To ground our idea while incorporating personal significance, we designed a system with a specific local business in mind: Tennis Town & Country. Tennis Town & Country is a small tennis shop that provides a tennis racquet stringing service (in addition to selling tennis-related retail merchandise). This shop has a special deal with the Stanford Varsity Men’s Tennis Team to string all of their players’ racquets for a reduced labor rate. This poses a challenge to Tennis Town & Country, as they have to balance their demand from the Stanford Men’s Tennis Team with their demand from their regular customers. With a large inflow of racquets daily, it grows increasingly difficult to account for all of the factors and optimally prioritize stringing orders. For all of these reasons, we felt that this shop, in particular, would greatly benefit from having an algorithm to help them optimize labor allocation when stringing racquets. We created a system to model their stringing service that maximizes the revenue of stringing racquets and minimizes the implicit costs of missing deadlines.

Poster

Details

Below is information regarding the following files:

data_generator.py
baseline_fifo_reward.py
baseline_random_reward.py
model.py
util.py
create_graph.py
qStarMemoryLog.csv

`data_generator.py`

This file contains code allowing us to generate data, based on our data collection from Town and Country Tennis.
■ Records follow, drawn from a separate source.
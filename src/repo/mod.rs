// src/repo/mod.rs

//! Read-only access to package recipes
//!
//! The concretizer sees recipes only through the [`Repository`] trait:
//! versions, variants, dependency and conflict declarations, and the
//! providers of virtual packages. Recipes come from TOML files on disk
//! ([`DirectoryRepository`]), from memory ([`InMemoryRepository`], used by
//! tests and embedders), or from an ordered stack of both ([`RepoStack`]).
//!
//! A [`RepoCache`] memoizes lookups for the duration of one resolution.

mod cache;
pub mod condition;
pub mod format;
pub mod parser;
mod recipe;

pub use cache::RepoCache;
pub use condition::Truth;
pub use parser::{parse_recipe, parse_recipe_file};
pub use recipe::{
    BuildSteps, ConflictDecl, DependencyDecl, ProvidesDecl, RecipeDefinition, VariantDecl,
    VersionDecl,
};

use crate::error::{Error, Result};
use std::collections::{BTreeMap, BTreeSet};
use std::path::{Path, PathBuf};
use std::sync::Arc;
use tracing::{debug, info};

/// A package that can stand in for a virtual
#[derive(Debug, Clone, PartialEq, Eq)]
pub struct Provider {
    pub package: String,
    pub provides: ProvidesDecl,
}

/// Read-only view over recipe data
///
/// Implementations must be free of side effects so results can be cached.
pub trait Repository: Send + Sync {
    /// Recipe for a real package
    fn recipe(&self, name: &str) -> Option<Arc<RecipeDefinition>>;

    /// Every package name, sorted
    fn package_names(&self) -> Vec<String>;

    fn exists(&self, name: &str) -> bool {
        self.recipe(name).is_some()
    }

    fn require(&self, name: &str) -> Result<Arc<RecipeDefinition>> {
        self.recipe(name)
            .ok_or_else(|| Error::NotFound(format!("Unknown package: {}", name)))
    }

    /// Declared versions in declaration order
    fn versions(&self, name: &str) -> Result<Vec<VersionDecl>> {
        Ok(self.require(name)?.versions.clone())
    }

    fn variants(&self, name: &str) -> Result<Vec<VariantDecl>> {
        Ok(self.require(name)?.variants.clone())
    }

    fn dependencies(&self, name: &str) -> Result<Vec<DependencyDecl>> {
        Ok(self.require(name)?.dependencies.clone())
    }

    fn conflicts(&self, name: &str) -> Result<Vec<ConflictDecl>> {
        Ok(self.require(name)?.conflicts.clone())
    }

    /// Packages providing a virtual, sorted by package name then declaration order
    fn providers(&self, virtual_name: &str) -> Vec<Provider> {
        let mut providers = Vec::new();
        for name in self.package_names() {
            if let Some(recipe) = self.recipe(&name) {
                for decl in recipe.provides_for(virtual_name) {
                    providers.push(Provider {
                        package: name.clone(),
                        provides: decl.clone(),
                    });
                }
            }
        }
        providers
    }

    /// A name with providers and no recipe of its own
    fn is_virtual(&self, name: &str) -> bool {
        !self.exists(name) && !self.providers(name).is_empty()
    }
}

/// Recipes held in memory
#[derive(Debug, Default, Clone)]
pub struct InMemoryRepository {
    recipes: BTreeMap<String, Arc<RecipeDefinition>>,
}

impl InMemoryRepository {
    pub fn new() -> Self {
        Self::default()
    }

    /// Add or replace a recipe
    pub fn add(&mut self, recipe: RecipeDefinition) {
        self.recipes.insert(recipe.name.clone(), Arc::new(recipe));
    }

    /// Parse and add a recipe written in the TOML recipe format
    pub fn add_toml(&mut self, content: &str) -> Result<()> {
        self.add(parse_recipe(content)?);
        Ok(())
    }

    pub fn len(&self) -> usize {
        self.recipes.len()
    }

    pub fn is_empty(&self) -> bool {
        self.recipes.is_empty()
    }
}

impl FromIterator<RecipeDefinition> for InMemoryRepository {
    fn from_iter<I: IntoIterator<Item = RecipeDefinition>>(iter: I) -> Self {
        let mut repo = Self::new();
        for recipe in iter {
            repo.add(recipe);
        }
        repo
    }
}

impl Repository for InMemoryRepository {
    fn recipe(&self, name: &str) -> Option<Arc<RecipeDefinition>> {
        self.recipes.get(name).cloned()
    }

    fn package_names(&self) -> Vec<String> {
        self.recipes.keys().cloned().collect()
    }
}

/// Recipes loaded from `<root>/packages/<name>/package.toml`
#[derive(Debug, Clone)]
pub struct DirectoryRepository {
    root: PathBuf,
    recipes: InMemoryRepository,
}

impl DirectoryRepository {
    pub const RECIPE_FILE: &'static str = "package.toml";

    /// Load every recipe below `root`
    pub fn open(root: impl AsRef<Path>) -> Result<Self> {
        let root = root.as_ref().to_path_buf();
        let packages_dir = root.join("packages");
        if !packages_dir.is_dir() {
            return Err(Error::NotFound(format!(
                "Recipe repository {} has no packages/ directory",
                root.display()
            )));
        }

        let mut recipes = InMemoryRepository::new();
        let mut entries: Vec<PathBuf> = std::fs::read_dir(&packages_dir)?
            .filter_map(|entry| entry.ok().map(|e| e.path()))
            .filter(|path| path.join(Self::RECIPE_FILE).is_file())
            .collect();
        entries.sort();

        for dir in entries {
            let recipe = parse_recipe_file(&dir.join(Self::RECIPE_FILE))?;
            let dir_name = dir.file_name().and_then(|n| n.to_str()).unwrap_or_default();
            if recipe.name != dir_name {
                return Err(Error::ParseError(format!(
                    "Recipe in {} declares name '{}'",
                    dir.display(),
                    recipe.name
                )));
            }
            debug!("Loaded recipe {} from {}", recipe.name, dir.display());
            recipes.add(recipe);
        }

        info!("Loaded {} recipes from {}", recipes.len(), root.display());
        Ok(Self { root, recipes })
    }

    pub fn root(&self) -> &Path {
        &self.root
    }
}

impl Repository for DirectoryRepository {
    fn recipe(&self, name: &str) -> Option<Arc<RecipeDefinition>> {
        self.recipes.recipe(name)
    }

    fn package_names(&self) -> Vec<String> {
        self.recipes.package_names()
    }
}

/// Several repositories searched in order; the first recipe found wins
#[derive(Default, Clone)]
pub struct RepoStack {
    repos: Vec<Arc<dyn Repository>>,
}

impl RepoStack {
    pub fn new() -> Self {
        Self::default()
    }

    pub fn push(&mut self, repo: Arc<dyn Repository>) {
        self.repos.push(repo);
    }

    /// Open every configured directory repository
    pub fn open_all(paths: &[PathBuf]) -> Result<Self> {
        let mut stack = Self::new();
        for path in paths {
            stack.push(Arc::new(DirectoryRepository::open(path)?));
        }
        Ok(stack)
    }

    pub fn len(&self) -> usize {
        self.repos.len()
    }

    pub fn is_empty(&self) -> bool {
        self.repos.is_empty()
    }
}

impl Repository for RepoStack {
    fn recipe(&self, name: &str) -> Option<Arc<RecipeDefinition>> {
        self.repos.iter().find_map(|repo| repo.recipe(name))
    }

    fn package_names(&self) -> Vec<String> {
        let names: BTreeSet<String> = self
            .repos
            .iter()
            .flat_map(|repo| repo.package_names())
            .collect();
        names.into_iter().collect()
    }
}

#[cfg(test)]
mod tests {
    use super::*;
    use tempfile::TempDir;

    const OPENMPI: &str = r#"
[package]
name = "openmpi"
[[versions]]
version = "4.1.5"
[[versions]]
version = "3.1.6"
[[provides]]
spec = "mpi@:3.1"
when = "@4:"
[[provides]]
spec = "mpi@:3.0"
when = "@:3"
"#;

    const MPICH: &str = r#"
[package]
name = "mpich"
[[versions]]
version = "4.1"
[[provides]]
spec = "mpi@:4"
"#;

    fn repo() -> InMemoryRepository {
        let mut repo = InMemoryRepository::new();
        repo.add_toml(OPENMPI).unwrap();
        repo.add_toml(MPICH).unwrap();
        repo
    }

    #[test]
    fn test_contract_methods() {
        let repo = repo();
        assert_eq!(repo.versions("openmpi").unwrap().len(), 2);
        assert!(repo.variants("mpich").unwrap().is_empty());
        assert!(repo.dependencies("mpich").unwrap().is_empty());
        assert!(repo.conflicts("mpich").unwrap().is_empty());
        assert!(matches!(repo.versions("nope"), Err(Error::NotFound(_))));
    }

    #[test]
    fn test_providers_and_virtuals() {
        let repo = repo();
        let providers = repo.providers("mpi");
        let names: Vec<&str> = providers.iter().map(|p| p.package.as_str()).collect();
        assert_eq!(names, vec!["mpich", "openmpi", "openmpi"]);
        assert!(repo.is_virtual("mpi"));
        assert!(!repo.is_virtual("openmpi"));
        assert!(!repo.is_virtual("blas"));
    }

    #[test]
    fn test_directory_repository() {
        let dir = TempDir::new().unwrap();
        let pkg = dir.path().join("packages").join("mpich");
        std::fs::create_dir_all(&pkg).unwrap();
        std::fs::write(pkg.join("package.toml"), MPICH).unwrap();

        let repo = DirectoryRepository::open(dir.path()).unwrap();
        assert_eq!(repo.package_names(), vec!["mpich".to_string()]);
        assert!(repo.exists("mpich"));

        let wrong = dir.path().join("packages").join("openmpi");
        std::fs::create_dir_all(&wrong).unwrap();
        std::fs::write(wrong.join("package.toml"), MPICH).unwrap();
        assert!(DirectoryRepository::open(dir.path()).is_err());
    }

    #[test]
    fn test_missing_packages_dir() {
        let dir = TempDir::new().unwrap();
        assert!(matches!(
            DirectoryRepository::open(dir.path()),
            Err(Error::NotFound(_))
        ));
    }

    #[test]
    fn test_stack_first_wins() {
        let mut first = InMemoryRepository::new();
        first
            .add_toml("[package]\nname = \"mpich\"\n[[versions]]\nversion = \"9.9\"\n")
            .unwrap();

        let mut stack = RepoStack::new();
        stack.push(Arc::new(first));
        stack.push(Arc::new(repo()));

        assert_eq!(stack.versions("mpich").unwrap()[0].version.to_string(), "9.9");
        assert_eq!(stack.package_names(), vec!["mpich".to_string(), "openmpi".to_string()]);
        // the overriding mpich no longer provides mpi
        assert_eq!(stack.providers("mpi").len(), 2);
    }
}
To generate data, this file considers the number of hours per day to accept requests, the number of days to generate data over, the starting date, and whether or not the Stanford Men's Tennis team is in-season (which impacts the frequency of certain types of requests). You can either accept the default parameters, which are:

DEFAULT_GENERATE_NUMHOURS = 9
DEFAULT_NUMDAYS = 6
DEFAULT_STARTDATE = (1, 1, 2019)
DEFAULT_IN_SEASON = True,

or, you may elect to enter your own parameters. To run data_generator.py with your own parameters, execute a command-line call in the format:

python3 data_generator.py int(HOURSPERDAY) int(NUMDAYS) str(MM/DD/YEAR) str('True' or 'False')

The data will then written into a csv file with the following format

Request ID	Stanford Men's Tennis	Service Requested	Date	Time
`int(RequestID)`	`str('True', 'False')`	`str('Std', 'Spd', 'Exp')`	`str(YYYYMMDD)`	`str(Time HHMM)`

The data will be written to a csv file titled data/training_data_DATETIME, which you can rename manually by accessing the csv file in the folder.

`baseline_fifo_reward.py`

This file contains code which executes a FIFO ordering baseline, which reads in a csv file containing our data, and selects racquets to string in a FIFO order of when they were received. To run baseline_fifo_reward.py, execute a command-line call in the format:

python3 baseline_fifo_reward.py

To change parameters such as maximum requests per day or the bound of extra racquets to consider per day, do so at the top of the main() function.

OUTPUT: The results printed include the total cumulative racquets completed, through each day, and the corresponding reward.

`baseline_random_reward.py`

This file operates in a similar manner to baseline_fifo_received.py, except the racquet-choosing is random rather than in a FIFO ordering.

OUTPUT: The results printed include the total cumulative racquets completed, through each day, and the corresponding reward.

`model.py`

This file contains our implementations for Q-Learning. This file contains a RacquetsMDP class to define the MDP for the racquet stringing problem, our QLearningAlgorithm class, and code to test QLearning output against Value Iteration (implemented in util.py). Note that due to the slow nature of Value Iteration, this should not be tested on large data sets.

RacquetsMDP

This class defines the MDP for the racquet stringing model, with the following functions, explained in more detail within the RacquetsMDP class:

readFile(self, file)
startState(self)
actions(self, state)
succAndProbReward(self, state, action, bounded=(boolean), bound=(int))
discount(self)

QLearningAlgorithm

This class defines important QLearning components which are used in the call to util.simulate(), which simulates the QLearning process over the current MDP over a specified number of episodes. The following functions are contained (and explained in more detail) in the QLearningAlgorithm class:

getQ(self, state, action)
getAction(self, state)
getStepSize(self)
incorporateFeedback(self, state, action, reward, newState)
updateExplorationProb(self, trialNum, totalTrials)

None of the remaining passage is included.